WORK TO BE COMPLETED:
Whatever the lines below say, output them exactly.

Dataset entries
pub mod env;
pub mod init;
pub mod routes;
use super::notification_dao::Notifier;
use super::store::Store;
use super::user_dao::UserDirectory;
use crate::model::{
    message::{Conversation, DirectMessage, MessageView},
    notification::{NewNotification, NotificationType},
};
use crate::types::error::{Error, Result};
use crate::utils::now_millis;
use std::collections::HashMap;
use std::sync::Arc;

/// Direct messages between two users.
#[derive(Clone)]
pub struct MessageEngine {
    store: Arc<dyn Store>,
    users: UserDirectory,
    notifier: Notifier,
}

impl MessageEngine {
    pub fn new(store: Arc<dyn Store>, users: UserDirectory, notifier: Notifier) -> Self {
        Self {
            store,
            users,
            notifier,
        }
    }

    pub async fn send(
        &self,
        sender_id: i64,
        recipient_id: i64,
        content: &str,
        material_id: Option<i64>,
    ) -> Result<MessageView> {
        if content.trim().is_empty() {
            return Err(Error::bad_request("message content is required"));
        }
        if sender_id == recipient_id {
            return Err(Error::bad_request("cannot message yourself"));
        }
        let recipient = self.users.require(recipient_id).await?;
        if let Some(id) = material_id {
            if self.store.get_material(id).await?.is_none() {
                return Err(Error::not_found(format!("material {} not found", id).as_str()));
            }
        }
        let sender = self.users.get(sender_id).await?;

        let msg = self
            .store
            .insert_message(DirectMessage {
                message_id: 0,
                sender_id,
                recipient_id,
                content: content.to_string(),
                material_id,
                is_read: false,
                time_created: now_millis(),
            })
            .await?;
        tracing::debug!("message {} from {} to {}", msg.message_id, sender_id, recipient_id);

        let who = sender
            .as_ref()
            .map(|u| u.display_name())
            .filter(|n| !n.is_empty())
            .unwrap_or_else(|| "Someone".to_string());
        let item = NewNotification::new(
            recipient_id,
            format!("New message from {}", who).as_str(),
            preview(content).as_str(),
            NotificationType::Message,
            Some(msg.message_id),
        );
        if let Err(e) = self.notifier.notify(item).await {
            tracing::warn!("message notice for message {} failed: {}", msg.message_id, e);
        }
        Ok(MessageView::project(&msg, sender.as_ref(), Some(&recipient)))
    }

    /// One entry per peer, most recent exchange first.
    pub async fn conversations(&self, user_id: i64) -> Result<Vec<Conversation>> {
        let all = self.store.messages_of(user_id).await?;
        let mut order: Vec<i64> = Vec::new();
        let mut latest: HashMap<i64, &DirectMessage> = HashMap::new();
        let mut unread: HashMap<i64, i64> = HashMap::new();
        for msg in &all {
            let peer = msg.peer_of(user_id);
            if !latest.contains_key(&peer) {
                order.push(peer);
                latest.insert(peer, msg);
            }
            if msg.recipient_id == user_id && !msg.is_read {
                *unread.entry(peer).or_insert(0) += 1;
            }
        }

        let me = self.users.get(user_id).await?;
        let mut out = Vec::with_capacity(order.len());
        for peer in order {
            let other = match self.users.get(peer).await? {
                Some(u) => u,
                None => continue,
            };
            let last = latest.get(&peer).map(|m| {
                let (sender, recipient) = if m.sender_id == user_id {
                    (me.as_ref(), Some(&other))
                } else {
                    (Some(&other), me.as_ref())
                };
                MessageView::project(m, sender, recipient)
            });
            out.push(Conversation {
                user_id: other.user_id,
                user_name: other.display_name(),
                user_email: other.email.clone(),
                last_message: last,
                unread_count: unread.get(&peer).copied().unwrap_or(0),
            });
        }
        Ok(out)
    }

    /// The whole thread, oldest first. Reading it marks the incoming side as read.
    pub async fn with_user(&self, user_id: i64, other_id: i64) -> Result<Vec<MessageView>> {
        let marked = self.store.mark_messages_read(user_id, other_id).await?;
        if marked > 0 {
            tracing::debug!("user {} read {} message(s) from {}", user_id, marked, other_id);
        }
        let thread = self.store.messages_between(user_id, other_id).await?;
        let people = self.users.get_many([user_id, other_id]).await?;
        Ok(thread
            .iter()
            .map(|m| MessageView::project(m, people.get(&m.sender_id), people.get(&m.recipient_id)))
            .collect())
    }

    /// Recipient only; anyone else gets `false`.
    pub async fn mark_read(&self, message_id: i64, user_id: i64) -> Result<bool> {
        self.store.mark_message_read(message_id, user_id).await
    }

    pub async fn unread_count(&self, user_id: i64) -> Result<i64> {
        self.store.unread_messages(user_id).await
    }
}

fn preview(content: &str) -> String {
    const LIMIT: usize = 100;
    let content = content.trim();
    if content.chars().count() <= LIMIT {
        return content.to_string();
    }
    let cut: String = content.chars().take(LIMIT).collect();
    format!("{}...", cut)
}

#[cfg(test)]
mod tests {
    use super::*;
    use crate::dao::fixtures::Fixture;
    use crate::model::user::AccessLevel;

    #[tokio::test]
    async fn conversation_flow() {
        let fx = Fixture::new();
        let ada = fx.user("Ada", AccessLevel::Student);
        let bob = fx.user("Bob", AccessLevel::Tutor);
        let cat = fx.user("Cat", AccessLevel::Student);
        let messages = &fx.state.messages;

        messages.send(ada.user_id, bob.user_id, "Hi Bob", None).await.unwrap();
        messages.send(ada.user_id, bob.user_id, "Are you there?", None).await.unwrap();
        let reply = messages.send(bob.user_id, ada.user_id, "Yes", None).await.unwrap();
        messages.send(cat.user_id, bob.user_id, "Hello", None).await.unwrap();
        assert_eq!(reply.sender_name, bob.display_name());

        assert_eq!(messages.unread_count(bob.user_id).await.unwrap(), 3);
        let convs = messages.conversations(bob.user_id).await.unwrap();
        assert_eq!(convs.len(), 2);
        assert_eq!(convs[0].user_id, cat.user_id);
        assert_eq!(convs[1].user_id, ada.user_id);
        assert_eq!(convs[1].unread_count, 2);
        assert_eq!(
            convs[1].last_message.as_ref().map(|m| m.content.as_str()),
            Some("Yes")
        );

        let thread = messages.with_user(bob.user_id, ada.user_id).await.unwrap();
        assert_eq!(thread.len(), 3);
        assert_eq!(thread[0].content, "Hi Bob");
        assert!(thread.iter().filter(|m| m.recipient_id == bob.user_id).all(|m| m.is_read));
        assert_eq!(messages.unread_count(bob.user_id).await.unwrap(), 1);

        let bob_notes = fx.state.notifier.list(bob.user_id, false).await.unwrap();
        assert_eq!(bob_notes.len(), 3);
        assert!(bob_notes.iter().all(|n| n.kind == NotificationType::Message));
    }

    #[tokio::test]
    async fn sending_is_checked() {
        let fx = Fixture::new();
        let ada = fx.user("Ada", AccessLevel::Student);
        let bob = fx.user("Bob", AccessLevel::Student);
        let messages = &fx.state.messages;
        assert!(messages.send(ada.user_id, 4040, "hello?", None).await.unwrap_err().is_not_found());
        assert!(messages.send(ada.user_id, bob.user_id, "   ", None).await.is_err());

        let m = messages.send(ada.user_id, bob.user_id, "ping", None).await.unwrap();
        assert!(!messages.mark_read(m.message_id, ada.user_id).await.unwrap());
        assert!(messages.mark_read(m.message_id, bob.user_id).await.unwrap());
        assert_eq!(messages.unread_count(bob.user_id).await.unwrap(), 0);
    }

    #[test]
    fn long_messages_are_trimmed_in_notices() {
        assert_eq!(preview("  short "), "short");
        let long = "y".repeat(150);
        assert_eq!(preview(&long).chars().count(), 103);
    }
}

SOLVED EXERCISE:
pub mod env;
pub mod init;
pub mod routes;
use super::notification_dao::Notifier;
use super::store::Store;
use super::user_dao::UserDirectory;
use crate::model::{
    message::{Conversation, DirectMessage, MessageView},
    notification::{NewNotification, NotificationType},
};
use crate::types::error::{Error, Result};
use crate::utils::now_millis;
use std::collections::HashMap;
use std::sync::Arc;

/// Direct messages between two users.
#[derive(Clone)]
pub struct MessageEngine {
    store: Arc<dyn Store>,
    users: UserDirectory,
    notifier: Notifier,
}

impl MessageEngine {
    pub fn new(store: Arc<dyn Store>, users: UserDirectory, notifier: Notifier) -> Self {
        Self {
            store,
            users,
            notifier,
        }
    }

    pub async fn send(
        &self,
        sender_id: i64,
        recipient_id: i64,
        content: &str,
        material_id: Option<i64>,
    ) -> Result<MessageView> {
        if content.trim().is_empty() {
            return Err(Error::bad_request("message content is required"));
        }
        if sender_id == recipient_id {
            return Err(Error::bad_request("cannot message yourself"));
        }
        let recipient = self.users.require(recipient_id).await?;
        if let Some(id) = material_id {
            if self.store.get_material(id).await?.is_none() {
                return Err(Error::not_found(format!("material {} not found", id).as_str()));
            }
        }
        let sender = self.users.get(sender_id).await?;

        let msg = self
            .store
            .insert_message(DirectMessage {
                message_id: 0,
                sender_id,
                recipient_id,
                content: content.to_string(),
                material_id,
                is_read: false,
                time_created: now_millis(),
            })
            .await?;
        tracing::debug!("message {} from {} to {}", msg.message_id, sender_id, recipient_id);

        let who = sender
            .as_ref()
            .map(|u| u.display_name())
            .filter(|n| !n.is_empty())
            .unwrap_or_else(|| "Someone".to_string());
        let item = NewNotification::new(
            recipient_id,
            format!("New message from {}", who).as_str(),
            preview(content).as_str(),
            NotificationType::Message,
            Some(msg.message_id),
        );
        if let Err(e) = self.notifier.notify(item).await {
            tracing::warn!("message notice for message {} failed: {}", msg.message_id, e);
        }
        Ok(MessageView::project(&msg, sender.as_ref(), Some(&recipient)))
    }

    /// One entry per peer, most recent exchange first.
    pub async fn conversations(&self, user_id: i64) -> Result<Vec<Conversation>> {
        let all = self.store.messages_of(user_id).await?;
        let mut order: Vec<i64> = Vec::new();
        let mut latest: HashMap<i64, &DirectMessage> = HashMap::new();
        let mut unread: HashMap<i64, i64> = HashMap::new();
        for msg in &all {
            let peer = msg.peer_of(user_id);
            if !latest.contains_key(&peer) {
                order.push(peer);
                latest.insert(peer, msg);
            }
            if msg.recipient_id == user_id && !msg.is_read {
                *unread.entry(peer).or_insert(0) += 1;
            }
        }

        let me = self.users.get(user_id).await?;
        let mut out = Vec::with_capacity(order.len());
        for peer in order {
            let other = match self.users.get(peer).await? {
                Some(u) => u,
                None => continue,
            };
            let last = latest.get(&peer).map(|m| {
                let (sender, recipient) = if m.sender_id == user_id {
                    (me.as_ref(), Some(&other))
                } else {
                    (Some(&other), me.as_ref())
                };
                MessageView::project(m, sender, recipient)
            });
            out.push(Conversation {
                user_id: other.user_id,
                user_name: other.display_name(),
                user_email: other.email.clone(),
                last_message: last,
                unread_count: unread.get(&peer).copied().unwrap_or(0),
            });
        }
        Ok(out)
    }

    /// The whole thread, oldest first. Reading it marks the incoming side as read.
    pub async fn with_user(&self, user_id: i64, other_id: i64) -> Result<Vec<MessageView>> {
        let marked = self.store.mark_messages_read(user_id, other_id).await?;
        if marked > 0 {
            tracing::debug!("user {} read {} message(s) from {}", user_id, marked, other_id);
        }
        let thread = self.store.messages_between(user_id, other_id).await?;
        let people = self.users.get_many([user_id, other_id]).await?;
        Ok(thread
            .iter()
            .map(|m| MessageView::project(m, people.get(&m.sender_id), people.get(&m.recipient_id)))
            .collect())
    }

    /// Recipient only; anyone else gets `false`.
    pub async fn mark_read(&self, message_id: i64, user_id: i64) -> Result<bool> {
        self.store.mark_message_read(message_id, user_id).await
    }

    pub async fn unread_count(&self, user_id: i64) -> Result<i64> {
        self.store.unread_messages(user_id).await
    }
}

fn preview(content: &str) -> String {
    const LIMIT: usize = 100;
    let content = content.trim();
    if content.chars().count() <= LIMIT {
        return content.to_string();
    }
    let cut: String = content.chars().take(LIMIT).collect();
    format!("{}...", cut)
}

#[cfg(test)]
mod tests {
    use super::*;
    use crate::dao::fixtures::Fixture;
    use crate::model::user::AccessLevel;

    #[tokio::test]
    async fn conversation_flow() {
        let fx = Fixture::new();
        let ada = fx.user("Ada", AccessLevel::Student);
        let bob = fx.user("Bob", AccessLevel::Tutor);
        let cat = fx.user("Cat", AccessLevel::Student);
        let messages = &fx.state.messages;

        messages.send(ada.user_id, bob.user_id, "Hi Bob", None).await.unwrap();
        messages.send(ada.user_id, bob.user_id, "Are you there?", None).await.unwrap();
        let reply = messages.send(bob.user_id, ada.user_id, "Yes", None).await.unwrap();
        messages.send(cat.user_id, bob.user_id, "Hello", None).await.unwrap();
        assert_eq!(reply.sender_name, bob.display_name());

        assert_eq!(messages.unread_count(bob.user_id).await.unwrap(), 3);
        let convs = messages.conversations(bob.user_id).await.unwrap();
        assert_eq!(convs.len(), 2);
        assert_eq!(convs[0].user_id, cat.user_id);
        assert_eq!(convs[1].user_id, ada.user_id);
        assert_eq!(convs[1].unread_count, 2);
        assert_eq!(
            convs[1].last_message.as_ref().map(|m| m.content.as_str()),
            Some("Yes")
        );

        let thread = messages.with_user(bob.user_id, ada.user_id).await.unwrap();
        assert_eq!(thread.len(), 3);
        assert_eq!(thread[0].content, "Hi Bob");
        assert!(thread.iter().filter(|m| m.recipient_id == bob.user_id).all(|m| m.is_read));
        assert_eq!(messages.unread_count(bob.user_id).await.unwrap(), 1);

        let bob_notes = fx.state.notifier.list(bob.user_id, false).await.unwrap();
        assert_eq!(bob_notes.len(), 3);
        assert!(bob_notes.iter().all(|n| n.kind == NotificationType::Message));
    }

    #[tokio::test]
    async fn sending_is_checked() {
        let fx = Fixture::new();
        let ada = fx.user("Ada", AccessLevel::Student);
        let bob = fx.user("Bob", AccessLevel::Student);
        let messages = &fx.state.messages;
        assert!(messages.send(ada.user_id, 4040, "hello?", None).await.unwrap_err().is_not_found());
        assert!(messages.send(ada.user_id, bob.user_id, "   ", None).await.is_err());

        let m = messages.send(ada.user_id, bob.user_id, "ping", None).await.unwrap();
        assert!(!messages.mark_read(m.message_id, ada.user_id).await.unwrap());
        assert!(messages.mark_read(m.message_id, bob.user_id).await.unwrap());
        assert_eq!(messages.unread_count(bob.user_id).await.unwrap(), 0);
    }

    #[test]
    fn long_messages_are_trimmed_in_notices() {
        assert_eq!(preview("  short "), "short");
        let long = "y".repeat(150);
        assert_eq!(preview(&long).chars().count(), 103);
    }
}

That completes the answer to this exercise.